2. Materials and Methods

2.1. Study Design and Patients

A total of 32 women, attending ICSI treatment because of infertility at the Centre for Reproductive Biology of Palermo (CBR, Palermo, Italy), were enrolled in this study. An informed consent was signed, which allowed researchers to use MGCs recovered after ovarian stimulation. Patients were assigned a different ovarian stimulation protocol according to clinical practice. A group of 18 women was stimulated with r-FSH and used as control group (group A), and a group of 14 women was stimulated with r-FSH combined with r-LH (group B). The couples’ inclusion criteria were as follows: normo-responder status with a minimum of six oocytes collected at pick-up, age ≤ 38 years, normal follicle stimulating hormone (FSH) basal level < 12 UI/mL, and body mass index (BMI) < 28 kg/m2. Azoospermia or severe oligo-asthenospermia (motile sperms < 0.1 × 106/mL) were considered as an exclusion criterion, as described in our previous papers [17,18]. All procedures were in accordance with the ethical standards of the 1964 Helsinki declaration and its later amendments.

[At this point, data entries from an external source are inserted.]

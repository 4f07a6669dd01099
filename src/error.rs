use std::error::Error;
use std::fmt::{Display, Formatter};

/// Errors raised by the priority queues in [`crate::heap`].
#[derive(Debug, Clone, PartialEq, Eq)]
pub enum HeapError {
    EmptyQueue,
}

impl Error for HeapError {}

impl Display for HeapError {
    fn fmt(&self, f: &mut Formatter<'_>) -> std::fmt::Result {
        match self {
            HeapError::EmptyQueue => write!(f, "Priority queue is empty"),
        }
    }
}

/// Possible errors that arise while reading or building a graph.
#[derive(Debug, Clone, PartialEq, Eq)]
pub enum GraphError {
    Io(String),
    Parse(String),
    VertexOutOfRange(String),
}

impl Error for GraphError {}

impl Display for GraphError {
    fn fmt(&self, f: &mut Formatter<'_>) -> std::fmt::Result {
        let message = match self {
            GraphError::Io(msg) => format!("Unable to read graph: {msg}"),
            GraphError::Parse(msg) => format!("Malformed graph description: {msg}"),
            GraphError::VertexOutOfRange(msg) => format!("Vertex out of range: {msg}"),
        };
        write!(f, "{message}")
    }
}

/// Possible errors that arise when computing a minimum spanning tree.
#[derive(Debug, Clone, PartialEq, Eq)]
pub enum MstError {
    EmptyGraph,
    UnknownVertex(String),
    Disconnected(String),
    WeightOverflow(String),
    Heap(HeapError),
}

impl Error for MstError {}

impl Display for MstError {
    fn fmt(&self, f: &mut Formatter<'_>) -> std::fmt::Result {
        let message = match self {
            MstError::EmptyGraph => String::from("The graph provided has no vertices"),
            MstError::UnknownVertex(msg) => format!("Unknown vertex: {msg}"),
            MstError::Disconnected(msg) => format!("Graph is not connected: {msg}"),
            MstError::WeightOverflow(msg) => format!("Tree weight does not fit the weight type: {msg}"),
            MstError::Heap(err) => format!("Priority queue failure: {err}"),
        };
        write!(f, "{message}")
    }
}

impl From<HeapError> for MstError {
    fn from(err: HeapError) -> Self {
        MstError::Heap(err)
    }
}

This research was approved by the Internal Review Board of CBR.

2.2. Ovarian Stimulation

The gonadotropin releasing hormone (GnRH) agonist Buserelin (Suprefact, Sanofi-Aventis, Italy; 0.2 mL/day) was administered to all patients who presented a normal basic level of FSH (<12 IU/mL) and normal body mass index (BMI = kg/m2 < 28) starting on the 21st day of the previous cycle. On the 8th day after Buserelin treatment, administration of 150 IU r-FSH/day (Gonal-f, Merck-Serono, Rome, Italy) began in patients of A group, while in the patients of the B group, the administration of r-LH (75 IU/day, Luveris; Merck-Serono, Rome, Italy) began from day 8 after starting r-FSH stimulation. Follicular growth was monitored every 2 days using ultrasound and serum estradiol E2 levels, from the 6th day of stimulation, modifying the dose of r-FSH as needed. A dose of 10,000 IU hCG (Ovitrelle; Merck-Serono, Rome, Italy) was administered when at least three follicles showed a diameter of ≥18 mm. Only metaphase II (MII) oocytes, showing the extrusion of the first polar body, were fertilized by ICSI. Two different media (VitroLife, OVOIL, G-MOPS, G-IVF and G-TL media, Göteborg, Sweden) were used for oocyte and embryo cultures, using microdrops of culture medium (30 μL) in a 60 mm Falcon petri dish (Corning, New York, NY, USA) covered in paraffin oil (Ovoil). Briefly, the oocytes were cultured in G-IVF drops after the pick-up. After decumulation, the oocytes were transferred into G-TL drops until ICSI, which was carried out in buffered medium (G-Mops). Subsequently, the oocytes were transferred into G-TL drops until transfer or vitrification. All cultures were carried out at 37 °C, 6% CO2, and 5% O2. Then, 8-cells stage embryos or 5–6-day-old blastocysts were transferred or vitrified (Kitazato, Shizuoka, Japan) according to clinical indication, while embryos arrested at different cleavage stages were discarded after 8 days of culture, as described in our previous papers [17,18].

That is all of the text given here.